この媒介を選ぶ際には、契約をする全ての不動産会社について、公表する必要があります。つまり、一部の不動産会社だけ内緒で契約できないということです。

ちなみに、一般媒介の利用時には、必ずしも不動産会社を利用する必要はありません。売り主が独自に買い主を見つけて、取引をすることも可能です。

この場合は売り主が契約を成立させますので、不動産会社へ仲介手数料を支払う義務が生じません。家族や親戚がマンションを欲しがっている場合などで、大いに役立ちます。

不動産会社を利用するパターンを取ったとしても、複数の不動産会社が物件を紹介してくれますので、広く世間に物件の存在を知らせることができるというメリットがあります。

専任媒介のしくみとメリット

もう一つの専任媒介ですが、この媒介を利用すると、不動産会社との契約は1社に限定されます。
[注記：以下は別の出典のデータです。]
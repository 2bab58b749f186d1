//! Configuration for SVG rendering

/// Configuration options for SVG output
#[derive(Debug, Clone)]
pub struct SvgConfig {
    /// Padding around the viewBox
    pub viewbox_padding: f64,

    /// Whether to include the XML declaration
    pub standalone: bool,

    /// Whether to format output with indentation
    pub pretty_print: bool,

    /// Prefix for CSS class names (e.g., "tc-" for "tc-tag")
    pub class_prefix: Option<String>,

    /// Draw the marker circle behind each label
    pub show_markers: bool,

    /// Size the viewBox to the placed tags instead of the canvas
    pub fit_to_content: bool,
}

impl Default for SvgConfig {
    fn default() -> Self {
        Self {
            viewbox_padding: 0.0,
            standalone: true,
            pretty_print: true,
            class_prefix: Some("tc-".to_string()),
            show_markers: true,
            fit_to_content: false,
        }
    }
}

impl SvgConfig {
    /// Create a new configuration with default values
    pub fn new() -> Self {
        Self::default()
    }

    /// Set the viewBox padding
    pub fn with_viewbox_padding(mut self, padding: f64) -> Self {
        self.viewbox_padding = padding;
        self
    }

    /// Set whether output is standalone
    pub fn with_standalone(mut self, standalone: bool) -> Self {
        self.standalone = standalone;
        self
    }

    /// Set whether to pretty-print output
    pub fn with_pretty_print(mut self, pretty: bool) -> Self {
        self.pretty_print = pretty;
        self
    }

    /// Set the CSS class prefix
    pub fn with_class_prefix(mut self, prefix: impl Into<String>) -> Self {
        self.class_prefix = Some(prefix.into());
        self
    }

    /// Remove the CSS class prefix
    pub fn without_class_prefix(mut self) -> Self {
        self.class_prefix = None;
        self
    }

    pub fn with_markers(mut self, show: bool) -> Self {
        self.show_markers = show;
        self
    }

    pub fn with_fit_to_content(mut self, fit: bool) -> Self {
        self.fit_to_content = fit;
        self
    }
}

#[cfg(test)]
mod tests {
    use super::*;

    #[test]
    fn test_default_config() {
        let config = SvgConfig::default();
        assert_eq!(config.viewbox_padding, 0.0);
        assert!(config.standalone);
        assert!(config.pretty_print);
        assert!(config.show_markers);
        assert!(!config.fit_to_content);
        assert_eq!(config.class_prefix, Some("tc-".to_string()));
    }

    #[test]
    fn test_builder_pattern() {
        let config = SvgConfig::new()
            .with_viewbox_padding(10.0)
            .with_standalone(false)
            .with_pretty_print(false)
            .with_class_prefix("my-")
            .with_markers(false)
            .with_fit_to_content(true);

        assert_eq!(config.viewbox_padding, 10.0);
        assert!(!config.standalone);
        assert!(!config.pretty_print);
        assert!(!config.show_markers);
        assert!(config.fit_to_content);
        assert_eq!(config.class_prefix, Some("my-".to_string()));
        assert_eq!(SvgConfig::new().without_class_prefix().class_prefix, None);
    }
}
複数の不動産会社と契約すると違反になりますので、違約金が発生したり、契約を一方的に解除される可能性がありますので、注意しましょう。

1社のみの力による宣伝になりますので、宣伝できる範囲が狭まるリスクをはらんでいます。ただ、大手の不動産会社であれば、そのリスクが多少は軽減されます。

競合他社と物件の売却を争う必要がないため、不動産会社としては利益になりやすい契約方法です。そのため、一般媒介よりも、力を入れて宣伝してくれるというメリットを持っています。

マンション売却の不動産会社との契約期間は3ヶ月と決まっていますが、この期間中に買い主があらわれなければ、不動産会社自らが購入する責任を取るというサービスも存在します。できるだけ早く、確実に売却をしたい場合には、有利な方法です。

1社だけと契約することから、やり取りが楽に済むというよさもあります。専任媒介を選んだからといって、売り主自らが買い主を探してはならないという決まりはありません。売り主が探してきても文句をいわれることはないため、その点は安心してください。

専任媒介には、他に専属という種類が存在します。専属も1社の不動産会社のみとの契約になる方法ですが、これを利用すると、売り主自身で買い主を見つけることが禁じられます。もし自ら売り主を見つけて契約した場合には、違約金として手数料を支払わなければなりません。

但し、他の手段と比較すると、最も熱心に不動産会社が売却の努力をしてくれる方法になります。状況報告も、頻繁に行ってくれます。1週間に1回以上の報告をしてくれますので、リアルタイムな状況を確認しやすいというメリットがあります。

売り主自身で買い主を見つけることがないなら、専任で任せてしまうのもありでしょう。但し、専任はあまり人気がなく、基本的には他の媒介が多く利用されています。

立地のよい人気の物件なら一般媒介、築年数が古かったり、駅やバス停から遠いといった人気のないマンションの売却であれば、専任媒介を選ぶのが有効です。